What is expected
Repeat exactly the lines below that lie between the line with "in-progress marker remains." and the line with "harness.probes.set_failing(true);", counting both of those lines as part of the answer.

####################

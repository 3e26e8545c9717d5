//! Cache policy tests: expiry, refresh, probe gating, the protective
//! update rule, and negative-cache persistence behavior. The wall clock is
//! injected, so every scenario pins exact timestamps.

use crate::common::{test_policy, verify_harness};
use mailgate::core::table::Table;
use mailgate::core::verify::entry::CacheEntry;
use mailgate::core::verify::{AddrStatus, PROBE_IN_PROGRESS_TEXT, PROBE_TTL};

const ADDR: &str = "u@x";

async fn stored(harness: &crate::common::VerifyHarness) -> Option<CacheEntry> {
    harness
        .table
        .get(ADDR)
        .await
        .unwrap()
        .map(|raw| CacheEntry::parse(&raw).unwrap())
}

#[tokio::test]
async fn cold_query_replies_todo_and_dispatches_probe() {
    let harness = verify_harness(test_policy(true), 100);

    let reply = harness.cache.query(ADDR).await.unwrap();
    assert_eq!(reply.status, AddrStatus::Todo);
    assert_eq!(reply.text, PROBE_IN_PROGRESS_TEXT);

    assert_eq!(harness.probes.sent(), vec![("postmaster".into(), ADDR.into())]);
    assert_eq!(
        stored(&harness).await,
        Some(CacheEntry {
            status: AddrStatus::Todo,
            probed: 100,
            updated: 0,
            text: PROBE_IN_PROGRESS_TEXT.to_string(),
        })
    );
}

#[tokio::test]
async fn cold_query_persists_nothing_without_negative_cache() {
    let harness = verify_harness(test_policy(false), 100);

    let reply = harness.cache.query(ADDR).await.unwrap();
    assert_eq!(reply.status, AddrStatus::Todo);

    // The probe still goes out; only the TODO record stays unpersisted.
    assert_eq!(harness.probes.count(), 1);
    assert!(harness.table.is_empty().await);
}

#[tokio::test]
async fn update_applies_probe_result() {
    let harness = verify_harness(test_policy(true), 100);
    harness.cache.query(ADDR).await.unwrap();

    harness.clock.set(110);
    assert!(harness.cache.update(ADDR, AddrStatus::Ok, "250 ok").await.unwrap());

    assert_eq!(
        stored(&harness).await,
        Some(CacheEntry {
            status: AddrStatus::Ok,
            probed: 0,
            updated: 110,
            text: "250 ok".to_string(),
        })
    );
}

#[tokio::test]
async fn negative_updates_never_replace_a_positive_entry() {
    let harness = verify_harness(test_policy(true), 110);
    harness
        .cache
        .update(ADDR, AddrStatus::Ok, "250 ok")
        .await
        .unwrap();
    let good = stored(&harness).await;

    // Any sequence of failing results leaves the entry untouched; the
    // updates are still acknowledged as applied.
    harness.clock.set(120);
    for (status, text) in [
        (AddrStatus::Defer, "451 try later"),
        (AddrStatus::Bounce, "550 gone"),
        (AddrStatus::Defer, "451 still trying"),
    ] {
        assert!(harness.cache.update(ADDR, status, text).await.unwrap());
        assert_eq!(stored(&harness).await, good);
    }
}

#[tokio::test]
async fn negative_update_applies_to_negative_entry() {
    let harness = verify_harness(test_policy(true), 100);
    harness
        .cache
        .update(ADDR, AddrStatus::Defer, "451 one")
        .await
        .unwrap();

    harness.clock.set(150);
    harness
        .cache
        .update(ADDR, AddrStatus::Bounce, "550 two")
        .await
        .unwrap();

    let entry = stored(&harness).await.unwrap();
    assert_eq!(entry.status, AddrStatus::Bounce);
    assert_eq!(entry.updated, 150);
    assert_eq!(entry.text, "550 two");
}

#[tokio::test]
async fn update_rejects_todo_status() {
    let harness = verify_harness(test_policy(true), 100);
    assert!(!harness
        .cache
        .update(ADDR, AddrStatus::Todo, "nope")
        .await
        .unwrap());
    assert!(harness.table.is_empty().await);
}

#[tokio::test]
async fn todo_is_transient_within_probe_ttl() {
    let harness = verify_harness(test_policy(true), 100);
    harness.cache.query(ADDR).await.unwrap();
    assert_eq!(harness.probes.count(), 1);

    // Repeat queries before the probe is assumed lost: same answer, no
    // second probe.
    for now in [150, 600, 100 + PROBE_TTL] {
        harness.clock.set(now);
        let reply = harness.cache.query(ADDR).await.unwrap();
        assert_eq!(reply.status, AddrStatus::Todo);
        assert_eq!(harness.probes.count(), 1);
    }
}

#[tokio::test]
async fn unanswered_probe_is_retried_after_probe_ttl() {
    let harness = verify_harness(test_policy(true), 100);
    harness.cache.query(ADDR).await.unwrap();
    assert_eq!(harness.probes.count(), 1);

    harness.clock.set(100 + PROBE_TTL + 1);
    let reply = harness.cache.query(ADDR).await.unwrap();
    assert_eq!(reply.status, AddrStatus::Todo);
    assert_eq!(harness.probes.count(), 2);
}

#[tokio::test]
async fn positive_refresh_reprobes_and_records_send_time() {
    let harness = verify_harness(test_policy(true), 110);
    harness
        .cache
        .update(ADDR, AddrStatus::Ok, "250 ok")
        .await
        .unwrap();

    // Past the refresh threshold but far from expiry: the cached answer
    // stays usable while a fresh probe goes out.
    harness.clock.set(4000);
    let reply = harness.cache.query(ADDR).await.unwrap();
    assert_eq!(reply.status, AddrStatus::Ok);
    assert_eq!(reply.text, "250 ok");
    assert_eq!(harness.probes.count(), 1);
    assert_eq!(
        stored(&harness).await,
        Some(CacheEntry {
            status: AddrStatus::Ok,
            probed: 4000,
            updated: 110,
            text: "250 ok".to_string(),
        })
    );
}

#[tokio::test]
async fn refresh_probes_are_bounded_by_probe_ttl() {
    let harness = verify_harness(test_policy(true), 110);
    harness
        .cache
        .update(ADDR, AddrStatus::Ok, "250 ok")
        .await
        .unwrap();

    harness.clock.set(4000);
    harness.cache.query(ADDR).await.unwrap();
    assert_eq!(harness.probes.count(), 1);

    // A second query within PROBE_TTL seconds must not probe again.
    harness.clock.set(4500);
    let reply = harness.cache.query(ADDR).await.unwrap();
    assert_eq!(reply.status, AddrStatus::Ok);
    assert_eq!(harness.probes.count(), 1);
}

#[tokio::test]
async fn expired_positive_entry_restarts_probe_cycle() {
    let policy = test_policy(true);
    let expire = policy.positive_expire;
    let harness = verify_harness(policy, 110);
    harness
        .cache
        .update(ADDR, AddrStatus::Ok, "250 ok")
        .await
        .unwrap();

    harness.clock.set(110 + expire + 1);
    let reply = harness.cache.query(ADDR).await.unwrap();
    assert_eq!(reply.status, AddrStatus::Todo);
    assert_eq!(reply.text, PROBE_IN_PROGRESS_TEXT);
    assert_eq!(harness.probes.count(), 1);

    // The prior result is gone; only the in-progress marker remains.
    let entry = stored(&harness).await.unwrap();
    assert_eq!(entry.status, AddrStatus::Todo);
    assert_eq!(entry.updated, 0);
}

#[tokio::test]
async fn expired_negative_entry_is_purged_without_negative_cache() {
    let policy = test_policy(false);
    let expire = policy.negative_expire;
    let harness = verify_harness(policy, 100);
    harness
        .cache
        .update(ADDR, AddrStatus::Defer, "451 later")
        .await
        .unwrap();
    assert!(stored(&harness).await.is_some());

    harness.clock.set(100 + expire + 1);
    let reply = harness.cache.query(ADDR).await.unwrap();
    assert_eq!(reply.status, AddrStatus::Todo);

    // Purged on expiry, and the TODO-only record is not written back.
    assert!(harness.table.is_empty().await);
    assert_eq!(harness.probes.count(), 1);
}

#[tokio::test]
async fn unexpired_negative_entry_survives_without_negative_cache() {
    let harness = verify_harness(test_policy(false), 100);
    harness
        .cache
        .update(ADDR, AddrStatus::Bounce, "550 no")
        .await
        .unwrap();

    harness.clock.set(500);
    let reply = harness.cache.query(ADDR).await.unwrap();
    assert_eq!(reply.status, AddrStatus::Bounce);
    assert_eq!(reply.text, "550 no");
    assert!(stored(&harness).await.is_some());
}

#[tokio::test]
async fn unparseable_entry_is_treated_as_missing() {
    let harness = verify_harness(test_policy(true), 100);
    harness.table.put(ADDR, "not a cache entry").await.unwrap();

    let reply = harness.cache.query(ADDR).await.unwrap();
    assert_eq!(reply.status, AddrStatus::Todo);
    assert_eq!(harness.probes.count(), 1);

    // A fresh in-progress record replaces the garbage.
    let entry = stored(&harness).await.unwrap();
    assert_eq!(entry.status, AddrStatus::Todo);
    assert_eq!(entry.probed, 100);
}

#[tokio::test]
async fn unparseable_entry_is_deleted_without_negative_cache() {
    let harness = verify_harness(test_policy(false), 100);
    harness.table.put(ADDR, "3:broken").await.unwrap();

    harness.cache.query(ADDR).await.unwrap();
    assert!(harness.table.is_empty().await);
}

#[tokio::test]
async fn failed_submission_leaves_no_probe_timestamp() {
    let harness = verify_harness(test_policy(true), 100);
    harness.probes.set_failing(true);

    let reply = harness.cache.query(ADDR).await.unwrap();
    assert_eq!(reply.status, AddrStatus::Todo);

    // No confirmed submission, no write-back: the next query may probe
    // again immediately.
    assert!(harness.table.is_empty().await);

    harness.probes.set_failing(false);
    harness.clock.set(130);
    harness.cache.query(ADDR).await.unwrap();
    assert_eq!(harness.probes.count(), 1);
    assert_eq!(stored(&harness).await.unwrap().probed, 130);
}

#[tokio::test]
async fn null_sender_is_passed_through_to_the_submitter() {
    use crate::common::RecordingSubmitter;
    use mailgate::clock::ManualClock;
    use mailgate::core::table::mem::MemTable;
    use mailgate::core::verify::VerifyCache;
    use std::sync::Arc;

    let probes = RecordingSubmitter::new();
    let cache = VerifyCache::new(
        Arc::new(MemTable::new("verify-test")),
        test_policy(true),
        Arc::new(ManualClock::new(100)),
        probes.clone(),
        String::new(),
    );
    cache.query(ADDR).await.unwrap();
    assert_eq!(probes.sent(), vec![(String::new(), ADDR.to_string())]);
}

####################

Written reply
    // The prior result is gone; only the in-progress marker remains.
    let entry = stored(&harness).await.unwrap();
    assert_eq!(entry.status, AddrStatus::Todo);
    assert_eq!(entry.updated, 0);
}

#[tokio::test]
async fn expired_negative_entry_is_purged_without_negative_cache() {
    let policy = test_policy(false);
    let expire = policy.negative_expire;
    let harness = verify_harness(policy, 100);
    harness
        .cache
        .update(ADDR, AddrStatus::Defer, "451 later")
        .await
        .unwrap();
    assert!(stored(&harness).await.is_some());

    harness.clock.set(100 + expire + 1);
    let reply = harness.cache.query(ADDR).await.unwrap();
    assert_eq!(reply.status, AddrStatus::Todo);

    // Purged on expiry, and the TODO-only record is not written back.
    assert!(harness.table.is_empty().await);
    assert_eq!(harness.probes.count(), 1);
}

#[tokio::test]
async fn unexpired_negative_entry_survives_without_negative_cache() {
    let harness = verify_harness(test_policy(false), 100);
    harness
        .cache
        .update(ADDR, AddrStatus::Bounce, "550 no")
        .await
        .unwrap();

    harness.clock.set(500);
    let reply = harness.cache.query(ADDR).await.unwrap();
    assert_eq!(reply.status, AddrStatus::Bounce);
    assert_eq!(reply.text, "550 no");
    assert!(stored(&harness).await.is_some());
}

#[tokio::test]
async fn unparseable_entry_is_treated_as_missing() {
    let harness = verify_harness(test_policy(true), 100);
    harness.table.put(ADDR, "not a cache entry").await.unwrap();

    let reply = harness.cache.query(ADDR).await.unwrap();
    assert_eq!(reply.status, AddrStatus::Todo);
    assert_eq!(harness.probes.count(), 1);

    // A fresh in-progress record replaces the garbage.
    let entry = stored(&harness).await.unwrap();
    assert_eq!(entry.status, AddrStatus::Todo);
    assert_eq!(entry.probed, 100);
}

#[tokio::test]
async fn unparseable_entry_is_deleted_without_negative_cache() {
    let harness = verify_harness(test_policy(false), 100);
    harness.table.put(ADDR, "3:broken").await.unwrap();

    harness.cache.query(ADDR).await.unwrap();
    assert!(harness.table.is_empty().await);
}

#[tokio::test]
async fn failed_submission_leaves_no_probe_timestamp() {
    let harness = verify_harness(test_policy(true), 100);
    harness.probes.set_failing(true);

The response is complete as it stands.